*DIRECTIONS*
Look for the word "QueryOutput" in the material below, then report each line where it occurs.
Start of RECORDS FOR THIS EXERCISE
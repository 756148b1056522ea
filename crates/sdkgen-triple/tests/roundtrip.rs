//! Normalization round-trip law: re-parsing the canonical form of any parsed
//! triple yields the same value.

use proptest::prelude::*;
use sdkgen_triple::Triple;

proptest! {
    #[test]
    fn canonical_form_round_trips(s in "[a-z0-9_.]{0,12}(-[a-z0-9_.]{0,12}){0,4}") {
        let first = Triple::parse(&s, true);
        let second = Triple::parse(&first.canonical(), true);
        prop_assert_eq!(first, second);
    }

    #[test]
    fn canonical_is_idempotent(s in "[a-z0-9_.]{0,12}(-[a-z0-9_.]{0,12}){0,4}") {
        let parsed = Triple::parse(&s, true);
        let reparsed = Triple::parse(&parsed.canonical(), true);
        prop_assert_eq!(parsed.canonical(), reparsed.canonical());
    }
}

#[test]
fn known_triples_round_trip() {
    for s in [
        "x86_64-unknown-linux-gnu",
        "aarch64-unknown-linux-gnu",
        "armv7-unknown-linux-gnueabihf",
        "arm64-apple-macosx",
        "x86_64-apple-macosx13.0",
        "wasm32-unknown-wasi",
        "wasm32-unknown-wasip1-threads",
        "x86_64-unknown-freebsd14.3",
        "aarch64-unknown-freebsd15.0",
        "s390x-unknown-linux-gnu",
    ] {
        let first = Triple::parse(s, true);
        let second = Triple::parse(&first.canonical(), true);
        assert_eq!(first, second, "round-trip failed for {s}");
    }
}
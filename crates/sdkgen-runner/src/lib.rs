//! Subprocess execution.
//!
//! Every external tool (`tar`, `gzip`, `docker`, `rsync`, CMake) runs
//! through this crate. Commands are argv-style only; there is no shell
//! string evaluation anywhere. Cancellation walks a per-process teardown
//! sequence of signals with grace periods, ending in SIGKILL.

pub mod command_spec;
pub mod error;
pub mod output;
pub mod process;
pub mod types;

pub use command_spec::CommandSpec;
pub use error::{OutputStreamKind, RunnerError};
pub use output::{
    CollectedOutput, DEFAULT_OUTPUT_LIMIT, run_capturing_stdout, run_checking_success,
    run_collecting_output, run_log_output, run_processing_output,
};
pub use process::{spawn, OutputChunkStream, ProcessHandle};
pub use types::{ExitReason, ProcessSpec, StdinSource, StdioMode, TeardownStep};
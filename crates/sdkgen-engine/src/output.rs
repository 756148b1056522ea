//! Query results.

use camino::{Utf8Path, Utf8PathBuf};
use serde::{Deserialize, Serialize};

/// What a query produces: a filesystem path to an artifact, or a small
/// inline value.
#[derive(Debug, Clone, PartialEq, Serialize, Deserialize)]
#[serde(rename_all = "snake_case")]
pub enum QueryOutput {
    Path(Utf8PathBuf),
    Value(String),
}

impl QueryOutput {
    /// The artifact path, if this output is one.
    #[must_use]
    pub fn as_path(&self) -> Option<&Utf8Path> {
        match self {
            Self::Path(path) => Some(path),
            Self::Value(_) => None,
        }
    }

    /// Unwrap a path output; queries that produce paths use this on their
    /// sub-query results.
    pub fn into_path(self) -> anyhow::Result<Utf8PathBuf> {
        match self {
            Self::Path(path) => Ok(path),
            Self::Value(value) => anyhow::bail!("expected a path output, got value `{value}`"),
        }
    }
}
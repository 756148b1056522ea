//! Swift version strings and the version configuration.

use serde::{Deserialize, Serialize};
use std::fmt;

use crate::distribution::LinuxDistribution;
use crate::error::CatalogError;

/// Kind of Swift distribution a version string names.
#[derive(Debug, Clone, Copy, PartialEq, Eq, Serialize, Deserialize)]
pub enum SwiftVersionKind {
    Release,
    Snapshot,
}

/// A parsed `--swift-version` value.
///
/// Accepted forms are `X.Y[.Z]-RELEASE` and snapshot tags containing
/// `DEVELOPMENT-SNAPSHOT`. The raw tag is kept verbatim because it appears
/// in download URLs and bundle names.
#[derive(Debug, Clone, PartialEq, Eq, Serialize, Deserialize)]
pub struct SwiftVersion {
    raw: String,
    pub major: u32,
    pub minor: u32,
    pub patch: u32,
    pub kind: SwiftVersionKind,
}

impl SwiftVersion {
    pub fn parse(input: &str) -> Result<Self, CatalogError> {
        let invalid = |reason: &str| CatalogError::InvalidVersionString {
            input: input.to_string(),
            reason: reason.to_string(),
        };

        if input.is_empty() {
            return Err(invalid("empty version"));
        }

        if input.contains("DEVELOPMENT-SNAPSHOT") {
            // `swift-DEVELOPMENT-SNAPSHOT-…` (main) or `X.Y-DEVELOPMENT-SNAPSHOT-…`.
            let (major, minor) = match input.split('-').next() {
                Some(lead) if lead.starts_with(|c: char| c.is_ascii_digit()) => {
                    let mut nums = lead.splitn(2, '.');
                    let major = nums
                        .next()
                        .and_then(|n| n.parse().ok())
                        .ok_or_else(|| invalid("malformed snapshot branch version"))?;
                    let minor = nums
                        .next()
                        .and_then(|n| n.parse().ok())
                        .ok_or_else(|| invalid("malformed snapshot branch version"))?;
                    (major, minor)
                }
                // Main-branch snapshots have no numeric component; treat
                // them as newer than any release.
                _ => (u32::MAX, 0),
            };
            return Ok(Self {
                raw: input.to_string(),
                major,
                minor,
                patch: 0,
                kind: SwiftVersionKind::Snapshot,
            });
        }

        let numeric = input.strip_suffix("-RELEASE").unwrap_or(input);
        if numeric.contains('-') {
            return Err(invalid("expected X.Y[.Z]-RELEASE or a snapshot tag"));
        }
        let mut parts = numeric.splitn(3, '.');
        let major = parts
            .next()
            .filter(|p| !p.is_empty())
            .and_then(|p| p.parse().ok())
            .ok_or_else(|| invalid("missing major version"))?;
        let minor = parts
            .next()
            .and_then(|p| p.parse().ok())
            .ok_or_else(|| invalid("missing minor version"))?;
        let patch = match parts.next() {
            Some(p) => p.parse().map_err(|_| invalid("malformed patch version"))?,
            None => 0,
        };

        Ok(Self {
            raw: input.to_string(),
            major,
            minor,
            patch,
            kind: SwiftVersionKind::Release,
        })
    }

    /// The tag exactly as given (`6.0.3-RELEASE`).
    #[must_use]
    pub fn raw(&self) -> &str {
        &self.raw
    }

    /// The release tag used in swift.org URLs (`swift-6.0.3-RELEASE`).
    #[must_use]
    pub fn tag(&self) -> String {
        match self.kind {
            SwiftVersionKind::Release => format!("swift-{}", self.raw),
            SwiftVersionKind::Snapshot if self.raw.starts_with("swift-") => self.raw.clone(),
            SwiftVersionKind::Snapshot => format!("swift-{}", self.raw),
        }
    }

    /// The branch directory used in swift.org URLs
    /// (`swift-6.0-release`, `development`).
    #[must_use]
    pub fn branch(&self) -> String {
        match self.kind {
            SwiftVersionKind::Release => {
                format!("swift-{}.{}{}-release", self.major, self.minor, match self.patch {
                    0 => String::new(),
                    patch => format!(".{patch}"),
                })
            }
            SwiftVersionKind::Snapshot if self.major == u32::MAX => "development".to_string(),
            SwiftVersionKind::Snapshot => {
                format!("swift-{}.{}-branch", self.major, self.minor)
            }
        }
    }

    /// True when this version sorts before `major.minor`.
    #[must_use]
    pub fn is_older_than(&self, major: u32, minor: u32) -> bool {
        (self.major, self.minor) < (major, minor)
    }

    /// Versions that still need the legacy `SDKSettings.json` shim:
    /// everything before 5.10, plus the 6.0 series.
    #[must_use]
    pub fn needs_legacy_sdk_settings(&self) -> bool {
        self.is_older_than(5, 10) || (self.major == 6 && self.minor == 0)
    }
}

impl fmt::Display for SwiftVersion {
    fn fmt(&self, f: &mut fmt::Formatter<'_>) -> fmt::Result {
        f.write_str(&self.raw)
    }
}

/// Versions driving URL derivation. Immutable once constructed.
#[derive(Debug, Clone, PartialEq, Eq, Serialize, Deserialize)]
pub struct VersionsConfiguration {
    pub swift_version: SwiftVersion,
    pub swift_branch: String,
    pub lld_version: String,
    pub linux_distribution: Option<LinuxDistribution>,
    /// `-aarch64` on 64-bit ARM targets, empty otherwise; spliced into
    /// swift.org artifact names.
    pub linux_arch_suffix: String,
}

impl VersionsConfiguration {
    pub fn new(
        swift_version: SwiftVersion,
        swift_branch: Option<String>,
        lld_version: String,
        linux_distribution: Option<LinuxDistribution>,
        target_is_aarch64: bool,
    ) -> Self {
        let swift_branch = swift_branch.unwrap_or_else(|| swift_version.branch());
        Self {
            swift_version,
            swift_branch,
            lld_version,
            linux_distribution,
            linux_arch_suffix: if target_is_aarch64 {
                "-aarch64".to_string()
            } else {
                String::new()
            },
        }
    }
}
End of RECORDS FOR THIS EXERCISE
*ANSWER*
pub enum QueryOutput {
impl QueryOutput {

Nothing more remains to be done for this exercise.